* The problem *
Each record is to be transcribed exactly.

Collected data
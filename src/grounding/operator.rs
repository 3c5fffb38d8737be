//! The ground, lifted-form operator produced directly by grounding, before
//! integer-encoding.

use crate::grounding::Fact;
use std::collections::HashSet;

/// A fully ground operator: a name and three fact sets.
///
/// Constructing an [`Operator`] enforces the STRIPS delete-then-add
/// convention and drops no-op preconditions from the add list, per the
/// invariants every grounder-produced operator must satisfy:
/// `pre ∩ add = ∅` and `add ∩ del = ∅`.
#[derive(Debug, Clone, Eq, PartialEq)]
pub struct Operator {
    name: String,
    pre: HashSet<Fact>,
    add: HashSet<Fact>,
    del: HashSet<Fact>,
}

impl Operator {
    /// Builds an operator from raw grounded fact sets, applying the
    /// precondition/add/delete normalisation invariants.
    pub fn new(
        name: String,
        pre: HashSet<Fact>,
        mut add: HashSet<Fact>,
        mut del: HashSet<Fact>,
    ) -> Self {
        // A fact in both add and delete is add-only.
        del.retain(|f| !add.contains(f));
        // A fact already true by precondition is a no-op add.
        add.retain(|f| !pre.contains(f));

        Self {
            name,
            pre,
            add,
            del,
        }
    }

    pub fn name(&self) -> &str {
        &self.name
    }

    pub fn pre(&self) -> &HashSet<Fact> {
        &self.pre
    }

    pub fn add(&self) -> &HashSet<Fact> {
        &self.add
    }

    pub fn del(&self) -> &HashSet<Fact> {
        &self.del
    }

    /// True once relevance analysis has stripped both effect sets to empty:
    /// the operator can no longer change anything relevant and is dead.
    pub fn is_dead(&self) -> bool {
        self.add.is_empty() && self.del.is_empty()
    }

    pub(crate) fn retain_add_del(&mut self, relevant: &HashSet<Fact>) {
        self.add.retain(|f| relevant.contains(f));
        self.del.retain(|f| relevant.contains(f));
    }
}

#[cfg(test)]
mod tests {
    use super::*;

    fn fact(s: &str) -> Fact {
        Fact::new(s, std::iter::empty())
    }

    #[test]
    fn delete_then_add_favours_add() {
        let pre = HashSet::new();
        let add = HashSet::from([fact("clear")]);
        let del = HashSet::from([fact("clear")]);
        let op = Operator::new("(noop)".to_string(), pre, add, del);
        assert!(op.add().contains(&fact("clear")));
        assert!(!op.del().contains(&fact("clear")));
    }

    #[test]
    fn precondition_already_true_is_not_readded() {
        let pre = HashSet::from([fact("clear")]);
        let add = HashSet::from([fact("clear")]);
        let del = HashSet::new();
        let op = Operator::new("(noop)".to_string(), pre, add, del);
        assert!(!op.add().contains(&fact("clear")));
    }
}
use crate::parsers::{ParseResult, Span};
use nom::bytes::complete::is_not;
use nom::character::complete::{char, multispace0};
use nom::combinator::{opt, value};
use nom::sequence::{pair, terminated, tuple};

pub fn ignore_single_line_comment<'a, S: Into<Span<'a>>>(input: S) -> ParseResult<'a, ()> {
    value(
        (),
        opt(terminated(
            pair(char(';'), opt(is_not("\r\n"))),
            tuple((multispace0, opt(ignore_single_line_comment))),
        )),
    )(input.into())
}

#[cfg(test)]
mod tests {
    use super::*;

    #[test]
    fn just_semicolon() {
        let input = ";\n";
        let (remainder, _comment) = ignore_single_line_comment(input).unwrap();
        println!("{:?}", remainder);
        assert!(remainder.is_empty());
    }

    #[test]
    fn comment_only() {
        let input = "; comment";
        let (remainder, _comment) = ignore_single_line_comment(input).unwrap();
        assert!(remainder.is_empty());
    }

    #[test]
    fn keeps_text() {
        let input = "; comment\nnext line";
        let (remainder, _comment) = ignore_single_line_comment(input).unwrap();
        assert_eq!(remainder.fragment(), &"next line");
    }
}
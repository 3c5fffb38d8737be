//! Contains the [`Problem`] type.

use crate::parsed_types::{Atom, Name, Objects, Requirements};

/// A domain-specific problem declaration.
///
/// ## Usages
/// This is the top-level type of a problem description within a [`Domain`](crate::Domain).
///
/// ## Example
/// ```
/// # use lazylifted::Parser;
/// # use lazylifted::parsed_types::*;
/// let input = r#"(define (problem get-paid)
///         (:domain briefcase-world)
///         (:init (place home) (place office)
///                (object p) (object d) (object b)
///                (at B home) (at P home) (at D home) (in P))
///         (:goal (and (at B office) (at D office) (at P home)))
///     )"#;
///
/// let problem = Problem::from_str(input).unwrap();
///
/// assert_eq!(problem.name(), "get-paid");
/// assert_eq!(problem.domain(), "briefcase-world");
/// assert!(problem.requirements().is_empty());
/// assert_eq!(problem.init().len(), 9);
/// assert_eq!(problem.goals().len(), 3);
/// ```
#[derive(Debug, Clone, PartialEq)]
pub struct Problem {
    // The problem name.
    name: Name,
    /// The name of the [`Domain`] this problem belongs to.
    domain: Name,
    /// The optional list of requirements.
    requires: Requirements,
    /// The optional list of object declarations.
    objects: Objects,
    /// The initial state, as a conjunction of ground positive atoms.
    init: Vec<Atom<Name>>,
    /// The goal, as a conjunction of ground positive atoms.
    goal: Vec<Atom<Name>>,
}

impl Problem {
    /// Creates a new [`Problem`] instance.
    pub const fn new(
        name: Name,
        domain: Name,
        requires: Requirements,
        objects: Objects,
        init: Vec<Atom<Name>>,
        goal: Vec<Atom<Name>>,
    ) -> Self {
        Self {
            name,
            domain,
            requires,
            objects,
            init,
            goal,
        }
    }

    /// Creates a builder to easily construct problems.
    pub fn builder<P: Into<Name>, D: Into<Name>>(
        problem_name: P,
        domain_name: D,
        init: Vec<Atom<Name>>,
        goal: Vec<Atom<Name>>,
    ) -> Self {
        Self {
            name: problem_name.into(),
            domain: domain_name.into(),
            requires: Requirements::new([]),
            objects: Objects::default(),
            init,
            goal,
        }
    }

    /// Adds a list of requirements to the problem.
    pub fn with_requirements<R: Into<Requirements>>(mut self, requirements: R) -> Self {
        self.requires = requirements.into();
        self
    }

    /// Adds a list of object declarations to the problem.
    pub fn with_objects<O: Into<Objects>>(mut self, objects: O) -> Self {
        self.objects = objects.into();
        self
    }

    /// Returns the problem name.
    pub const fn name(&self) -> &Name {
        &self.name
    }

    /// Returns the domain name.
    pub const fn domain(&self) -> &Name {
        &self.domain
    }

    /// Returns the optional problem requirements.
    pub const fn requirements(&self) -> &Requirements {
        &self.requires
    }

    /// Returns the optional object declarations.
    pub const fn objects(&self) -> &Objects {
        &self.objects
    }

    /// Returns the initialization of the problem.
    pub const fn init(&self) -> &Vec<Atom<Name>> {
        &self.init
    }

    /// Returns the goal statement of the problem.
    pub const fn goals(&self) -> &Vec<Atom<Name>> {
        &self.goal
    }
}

* Answer box *
filename src/grounding/operator.rs
repository 3c5fffb38d8737be
//! The ground, lifted-form operator produced directly by grounding, before
//! integer-encoding.

use crate::grounding::Fact;
use std::collections::HashSet;

/// A fully ground operator: a name and three fact sets.
///
/// Constructing an [`Operator`] enforces the STRIPS delete-then-add
/// convention and drops no-op preconditions from the add list, per the
/// invariants every grounder-produced operator must satisfy:
/// `pre ∩ add = ∅` and `add ∩ del = ∅`.
#[derive(Debug, Clone, Eq, PartialEq)]
pub struct Operator {
    name: String,
    pre: HashSet<Fact>,
    add: HashSet<Fact>,
    del: HashSet<Fact>,
}

impl Operator {
    /// Builds an operator from raw grounded fact sets, applying the
    /// precondition/add/delete normalisation invariants.
    pub fn new(
        name: String,
        pre: HashSet<Fact>,
        mut add: HashSet<Fact>,
        mut del: HashSet<Fact>,
    ) -> Self {
        // A fact in both add and delete is add-only.
        del.retain(|f| !add.contains(f));
        // A fact already true by precondition is a no-op add.
        add.retain(|f| !pre.contains(f));

        Self {
            name,
            pre,
            add,
            del,
        }
    }

    pub fn name(&self) -> &str {
        &self.name
    }

    pub fn pre(&self) -> &HashSet<Fact> {
        &self.pre
    }

    pub fn add(&self) -> &HashSet<Fact> {
        &self.add
    }

    pub fn del(&self) -> &HashSet<Fact> {
        &self.del
    }

    /// True once relevance analysis has stripped both effect sets to empty:
    /// the operator can no longer change anything relevant and is dead.
    pub fn is_dead(&self) -> bool {
        self.add.is_empty() && self.del.is_empty()
    }

    pub(crate) fn retain_add_del(&mut self, relevant: &HashSet<Fact>) {
        self.add.retain(|f| relevant.contains(f));
        self.del.retain(|f| relevant.contains(f));
    }
}

#[cfg(test)]
mod tests {
    use super::*;

    fn fact(s: &str) -> Fact {
        Fact::new(s, std::iter::empty())
    }

    #[test]
    fn delete_then_add_favours_add() {
        let pre = HashSet::new();
        let add = HashSet::from([fact("clear")]);
        let del = HashSet::from([fact("clear")]);
        let op = Operator::new("(noop)".to_string(), pre, add, del);
        assert!(op.add().contains(&fact("clear")));
        assert!(!op.del().contains(&fact("clear")));
    }

    #[test]
    fn precondition_already_true_is_not_readded() {
        let pre = HashSet::from([fact("clear")]);
        let add = HashSet::from([fact("clear")]);
        let del = HashSet::new();
        let op = Operator::new("(noop)".to_string(), pre, add, del);
        assert!(!op.add().contains(&fact("clear")));
    }
}
use crate::parsers::{ParseResult, Span};
use nom::bytes::complete::is_not;
use nom::character::complete::{char, multispace0};
use nom::combinator::{opt, value};
use nom::sequence::{pair, terminated, tuple};

pub fn ignore_single_line_comment<'a, S: Into<Span<'a>>>(input: S) -> ParseResult<'a, ()> {
    value(
        (),
        opt(terminated(
            pair(char(';'), opt(is_not("\r\n"))),
            tuple((multispace0, opt(ignore_single_line_comment))),
        )),
    )(input.into())
}

#[cfg(test)]
mod tests {
    use super::*;

    #[test]
    fn just_semicolon() {
        let input = ";\n";
        let (remainder, _comment) = ignore_single_line_comment(input).unwrap();
        println!("{:?}", remainder);
        assert!(remainder.is_empty());
    }

    #[test]
    fn comment_only() {
        let input = "; comment";
        let (remainder, _comment) = ignore_single_line_comment(input).unwrap();
        assert!(remainder.is_empty());
    }

    #[test]
    fn keeps_text() {
        let input = "; comment\nnext line";
        let (remainder, _comment) = ignore_single_line_comment(input).unwrap();
        assert_eq!(remainder.fragment(), &"next line");
    }
}
repository 3c5fffb38d8737be
//! Contains the [`Problem`] type.

use crate::parsed_types::{Atom, Name, Objects, Requirements};

/// A domain-specific problem declaration.
///
/// ## Usages
/// This is the top-level type of a problem description within a [`Domain`](crate::Domain).
///
/// ## Example
/// ```
/// # use lazylifted::Parser;
/// # use lazylifted::parsed_types::*;
/// let input = r#"(define (problem get-paid)
///         (:domain briefcase-world)
///         (:init (place home) (place office)
///                (object p) (object d) (object b)
///                (at B home) (at P home) (at D home) (in P))
///         (:goal (and (at B office) (at D office) (at P home)))
///     )"#;
///
/// let problem = Problem::from_str(input).unwrap();
///
/// assert_eq!(problem.name(), "get-paid");
/// assert_eq!(problem.domain(), "briefcase-world");
/// assert!(problem.requirements().is_empty());
/// assert_eq!(problem.init().len(), 9);
/// assert_eq!(problem.goals().len(), 3);
/// ```
#[derive(Debug, Clone, PartialEq)]
pub struct Problem {
    // The problem name.
    name: Name,
    /// The name of the [`Domain`] this problem belongs to.
    domain: Name,
    /// The optional list of requirements.
    requires: Requirements,
    /// The optional list of object declarations.
    objects: Objects,
    /// The initial state, as a conjunction of ground positive atoms.
    init: Vec<Atom<Name>>,
    /// The goal, as a conjunction of ground positive atoms.
    goal: Vec<Atom<Name>>,
}

impl Problem {
    /// Creates a new [`Problem`] instance.
    pub const fn new(
        name: Name,
        domain: Name,
        requires: Requirements,
        objects: Objects,
        init: Vec<Atom<Name>>,
        goal: Vec<Atom<Name>>,
    ) -> Self {
        Self {
            name,
            domain,
            requires,
            objects,
            init,
            goal,
        }
    }

    /// Creates a builder to easily construct problems.
    pub fn builder<P: Into<Name>, D: Into<Name>>(
        problem_name: P,
        domain_name: D,
        init: Vec<Atom<Name>>,
        goal: Vec<Atom<Name>>,
    ) -> Self {
        Self {
            name: problem_name.into(),
            domain: domain_name.into(),
            requires: Requirements::new([]),
            objects: Objects::default(),
            init,
            goal,
        }
    }

    /// Adds a list of requirements to the problem.
    pub fn with_requirements<R: Into<Requirements>>(mut self, requirements: R) -> Self {
        self.requires = requirements.into();
        self
    }

    /// Adds a list of object declarations to the problem.
    pub fn with_objects<O: Into<Objects>>(mut self, objects: O) -> Self {
        self.objects = objects.into();
        self
    }

    /// Returns the problem name.
    pub const fn name(&self) -> &Name {
        &self.name
    }

    /// Returns the domain name.
    pub const fn domain(&self) -> &Name {
        &self.domain
    }

    /// Returns the optional problem requirements.
    pub const fn requirements(&self) -> &Requirements {
        &self.requires
    }

    /// Returns the optional object declarations.
    pub const fn objects(&self) -> &Objects {
        &self.objects
    }

    /// Returns the initialization of the problem.
    pub const fn init(&self) -> &Vec<Atom<Name>> {
        &self.init
    }

    /// Returns the goal statement of the problem.
    pub const fn goals(&self) -> &Vec<Atom<Name>> {
        &self.goal
    }
}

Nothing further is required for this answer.